//! Per-user response cache
//!
//! Responses are stored as JSON under
//! `healthymeal:{namespace}:{user}:{params}` where `params` is the canonical
//! JSON of the normalised query. Each entry is tagged with its
//! namespace/user pair and with its user so writes can drop exactly the
//! affected entries. Cache failures are logged and behave like misses.
//!
//! Reads that fill the cache take a [`Generation`] before querying and store
//! through [`ResponseCache::put_if_current`], so a page read before a
//! concurrent write's invalidation is never kept. Generations are counted
//! per process.

mod memory;
mod redis_store;

pub use memory::MemoryStore;
pub use redis_store::RedisStore;

use async_trait::async_trait;
use serde::{de::DeserializeOwned, Serialize};
use std::collections::HashMap;
use std::sync::{Arc, Mutex};
use std::time::Duration;
use thiserror::Error;
use tracing::{debug, warn};
use uuid::Uuid;

/// Cache namespaces
pub mod ns {
    pub const RECIPES: &str = "recipes";
    pub const INGREDIENTS: &str = "ingredients";
    pub const PREFERENCES: &str = "preferences";
    pub const DASHBOARD: &str = "dashboard";
}

const KEY_PREFIX: &str = "healthymeal";

#[derive(Error, Debug)]
pub enum CacheError {
    #[error("Redis error: {0}")]
    Redis(#[from] redis::RedisError),

    #[error("Cache serialization error: {0}")]
    Serde(#[from] serde_json::Error),
}

/// Key/value backend of the response cache
#[async_trait]
pub trait CacheStore: Send + Sync {
    async fn get(&self, key: &str) -> Result<Option<String>, CacheError>;

    /// Store `value` for `ttl` and register `key` under every tag
    async fn set(
        &self,
        key: &str,
        value: String,
        ttl: Duration,
        tags: &[String],
    ) -> Result<(), CacheError>;

    /// Drop every entry registered under `tag`
    async fn invalidate_tag(&self, tag: &str) -> Result<(), CacheError>;

    /// Evict expired entries; stores with native expiry return 0
    async fn purge_expired(&self) -> Result<usize, CacheError> {
        Ok(0)
    }
}

/// Invalidation counters of a namespace/user pair, seen before a read
#[derive(Debug, Clone, Copy, PartialEq, Eq)]
pub struct Generation {
    namespace: u64,
    user: u64,
}

/// Cache of serialised API responses
#[derive(Clone)]
pub struct ResponseCache {
    store: Arc<dyn CacheStore>,
    ttl: Duration,
    generations: Arc<Mutex<HashMap<String, u64>>>,
}

impl ResponseCache {
    pub fn new(store: Arc<dyn CacheStore>, ttl: Duration) -> Self {
        Self {
            store,
            ttl,
            generations: Arc::new(Mutex::new(HashMap::new())),
        }
    }

    /// Cache backed by process memory
    pub fn in_memory(ttl: Duration) -> Self {
        Self::new(Arc::new(MemoryStore::new()), ttl)
    }

    /// Canonical key for a set of normalised parameters
    pub fn key_for<P: Serialize>(params: &P) -> String {
        serde_json::to_string(params).unwrap_or_default()
    }

    fn entry_key(namespace: &str, user: Uuid, key: &str) -> String {
        format!("{}:{}:{}:{}", KEY_PREFIX, namespace, user, key)
    }

    fn namespace_tag(namespace: &str, user: Uuid) -> String {
        format!("{}:tag:{}:{}", KEY_PREFIX, namespace, user)
    }

    fn user_tag(user: Uuid) -> String {
        format!("{}:tag:user:{}", KEY_PREFIX, user)
    }

    fn counter(&self, tag: &str) -> u64 {
        let generations = self.generations.lock().unwrap_or_else(|e| e.into_inner());
        generations.get(tag).copied().unwrap_or(0)
    }

    fn bump(&self, tag: String) {
        let mut generations = self.generations.lock().unwrap_or_else(|e| e.into_inner());
        *generations.entry(tag).or_insert(0) += 1;
    }

    /// Current generation of `namespace` for `user`; take it before reading
    pub fn generation(&self, namespace: &str, user: Uuid) -> Generation {
        Generation {
            namespace: self.counter(&Self::namespace_tag(namespace, user)),
            user: self.counter(&Self::user_tag(user)),
        }
    }

    /// Cached value, if present and decodable
    pub async fn get<T: DeserializeOwned>(&self, namespace: &str, user: Uuid, key: &str) -> Option<T> {
        let entry_key = Self::entry_key(namespace, user, key);
        let hit = match self.store.get(&entry_key).await {
            Ok(value) => value,
            Err(e) => {
                warn!(namespace, error = %e, "Cache read failed");
                None
            }
        };

        let decoded = hit.and_then(|raw| match serde_json::from_str(&raw) {
            Ok(value) => Some(value),
            Err(e) => {
                warn!(namespace, error = %e, "Discarding undecodable cache entry");
                None
            }
        });

        if decoded.is_some() {
            metrics::counter!("healthymeal_cache_hits_total", "namespace" => namespace.to_string())
                .increment(1);
            debug!(namespace, %user, "Cache hit");
        } else {
            metrics::counter!("healthymeal_cache_misses_total", "namespace" => namespace.to_string())
                .increment(1);
        }
        decoded
    }

    /// Store a value for the configured TTL
    pub async fn put<T: Serialize>(&self, namespace: &str, user: Uuid, key: &str, value: &T) {
        let raw = match serde_json::to_string(value) {
            Ok(raw) => raw,
            Err(e) => {
                warn!(namespace, error = %e, "Cache serialization failed");
                return;
            }
        };
        let tags = [Self::namespace_tag(namespace, user), Self::user_tag(user)];
        if let Err(e) = self
            .store
            .set(&Self::entry_key(namespace, user, key), raw, self.ttl, &tags)
            .await
        {
            warn!(namespace, error = %e, "Cache write failed");
        }
    }

    /// Store a value read under `seen`, unless an invalidation has run since
    pub async fn put_if_current<T: Serialize>(
        &self,
        namespace: &str,
        user: Uuid,
        key: &str,
        value: &T,
        seen: Generation,
    ) {
        if self.generation(namespace, user) != seen {
            debug!(namespace, %user, "Skipping cache write after invalidation");
            return;
        }
        self.put(namespace, user, key, value).await;

        // an invalidation that ran during the write may have missed it
        if self.generation(namespace, user) != seen {
            self.drop_tag(namespace, Self::namespace_tag(namespace, user)).await;
        }
    }

    async fn drop_tag(&self, namespace: &str, tag: String) {
        if let Err(e) = self.store.invalidate_tag(&tag).await {
            warn!(namespace, error = %e, "Cache invalidation failed");
        }
    }

    /// Drop one namespace of a user's entries
    pub async fn invalidate(&self, namespace: &str, user: Uuid) {
        self.bump(Self::namespace_tag(namespace, user));
        if let Err(e) = self
            .store
            .invalidate_tag(&Self::namespace_tag(namespace, user))
            .await
        {
            warn!(namespace, error = %e, "Cache invalidation failed");
        }
    }

    /// Drop all of a user's entries
    pub async fn invalidate_user(&self, user: Uuid) {
        self.bump(Self::user_tag(user));
        if let Err(e) = self.store.invalidate_tag(&Self::user_tag(user)).await {
            warn!(%user, error = %e, "Cache invalidation failed");
        }
    }

    pub async fn purge_expired(&self) -> usize {
        match self.store.purge_expired().await {
            Ok(n) => n,
            Err(e) => {
                warn!(error = %e, "Cache purge failed");
                0
            }
        }
    }
}

/// Periodically evict expired entries
pub fn spawn_cleanup(cache: ResponseCache, period: Duration) -> tokio::task::JoinHandle<()> {
    tokio::spawn(async move {
        let mut interval = tokio::time::interval(period);
        loop {
            interval.tick().await;
            let purged = cache.purge_expired().await;
            if purged > 0 {
                debug!(purged, "Purged expired cache entries");
            }
        }
    })
}

#[cfg(test)]
mod tests {
    use super::*;
    use serde::Deserialize;

    #[derive(Debug, Serialize, Deserialize, PartialEq)]
    struct Page {
        items: Vec<String>,
    }

    #[derive(Serialize)]
    struct Params {
        page: u32,
        limit: u32,
    }

    fn cache() -> ResponseCache {
        ResponseCache::in_memory(Duration::from_secs(300))
    }

    #[tokio::test]
    async fn test_put_then_get() {
        let cache = cache();
        let user = Uuid::new_v4();
        let key = ResponseCache::key_for(&Params { page: 1, limit: 10 });
        let page = Page {
            items: vec!["soup".to_string()],
        };

        cache.put(ns::RECIPES, user, &key, &page).await;
        assert_eq!(cache.get::<Page>(ns::RECIPES, user, &key).await, Some(page));
    }

    #[tokio::test]
    async fn test_entries_are_per_user() {
        let cache = cache();
        let (alice, bob) = (Uuid::new_v4(), Uuid::new_v4());

        cache.put(ns::RECIPES, alice, "k", &1u32).await;
        assert_eq!(cache.get::<u32>(ns::RECIPES, bob, "k").await, None);
    }

    #[tokio::test]
    async fn test_invalidate_namespace_only() {
        let cache = cache();
        let user = Uuid::new_v4();

        cache.put(ns::RECIPES, user, "a", &1u32).await;
        cache.put(ns::RECIPES, user, "b", &2u32).await;
        cache.put(ns::INGREDIENTS, user, "a", &3u32).await;

        cache.invalidate(ns::RECIPES, user).await;

        assert_eq!(cache.get::<u32>(ns::RECIPES, user, "a").await, None);
        assert_eq!(cache.get::<u32>(ns::RECIPES, user, "b").await, None);
        assert_eq!(cache.get::<u32>(ns::INGREDIENTS, user, "a").await, Some(3));
    }

    #[tokio::test]
    async fn test_invalidate_user_spares_others() {
        let cache = cache();
        let (alice, bob) = (Uuid::new_v4(), Uuid::new_v4());

        cache.put(ns::RECIPES, alice, "k", &1u32).await;
        cache.put(ns::PREFERENCES, alice, "k", &2u32).await;
        cache.put(ns::RECIPES, bob, "k", &3u32).await;

        cache.invalidate_user(alice).await;

        assert_eq!(cache.get::<u32>(ns::RECIPES, alice, "k").await, None);
        assert_eq!(cache.get::<u32>(ns::PREFERENCES, alice, "k").await, None);
        assert_eq!(cache.get::<u32>(ns::RECIPES, bob, "k").await, Some(3));
    }

    #[tokio::test]
    async fn test_type_mismatch_is_a_miss() {
        let cache = cache();
        let user = Uuid::new_v4();
        cache.put(ns::DASHBOARD, user, "k", &"text").await;
        assert_eq!(cache.get::<u32>(ns::DASHBOARD, user, "k").await, None);
    }

    #[tokio::test]
    async fn test_read_overtaken_by_invalidation_is_not_stored() {
        let cache = cache();
        let user = Uuid::new_v4();

        let seen = cache.generation(ns::RECIPES, user);
        // a write lands while the list query is in flight
        cache.invalidate(ns::RECIPES, user).await;
        cache.put_if_current(ns::RECIPES, user, "k", &1u32, seen).await;

        assert_eq!(cache.get::<u32>(ns::RECIPES, user, "k").await, None);
    }

    #[tokio::test]
    async fn test_logout_generation_blocks_stale_put() {
        let cache = cache();
        let user = Uuid::new_v4();

        let seen = cache.generation(ns::DASHBOARD, user);
        cache.invalidate_user(user).await;
        cache.put_if_current(ns::DASHBOARD, user, "stats", &3u32, seen).await;

        assert_eq!(cache.get::<u32>(ns::DASHBOARD, user, "stats").await, None);
    }

    #[tokio::test]
    async fn test_put_if_current_stores_when_untouched() {
        let cache = cache();
        let (alice, bob) = (Uuid::new_v4(), Uuid::new_v4());

        let seen = cache.generation(ns::INGREDIENTS, alice);
        // other users and namespaces do not affect the generation
        cache.invalidate(ns::INGREDIENTS, bob).await;
        cache.invalidate(ns::RECIPES, alice).await;
        cache.put_if_current(ns::INGREDIENTS, alice, "k", &7u32, seen).await;

        assert_eq!(cache.get::<u32>(ns::INGREDIENTS, alice, "k").await, Some(7));
    }

    #[test]
    fn test_key_for_is_canonical_json() {
        assert_eq!(
            ResponseCache::key_for(&Params { page: 2, limit: 20 }),
            r#"{"page":2,"limit":20}"#
        );
    }
}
- - - - -
Copy out only the lines above from the one with "Self::new(Arc::new(MemoryStore::new()), ttl)" to the one with "fn bump(&self, tag: String)", inclusive, exactly as they stand.

        Self::new(Arc::new(MemoryStore::new()), ttl)
    }

    /// Canonical key for a set of normalised parameters
    pub fn key_for<P: Serialize>(params: &P) -> String {
        serde_json::to_string(params).unwrap_or_default()
    }

    fn entry_key(namespace: &str, user: Uuid, key: &str) -> String {
        format!("{}:{}:{}:{}", KEY_PREFIX, namespace, user, key)
    }

    fn namespace_tag(namespace: &str, user: Uuid) -> String {
        format!("{}:tag:{}:{}", KEY_PREFIX, namespace, user)
    }

    fn user_tag(user: Uuid) -> String {
        format!("{}:tag:user:{}", KEY_PREFIX, user)
    }

    fn counter(&self, tag: &str) -> u64 {
        let generations = self.generations.lock().unwrap_or_else(|e| e.into_inner());
        generations.get(tag).copied().unwrap_or(0)
    }

    fn bump(&self, tag: String) {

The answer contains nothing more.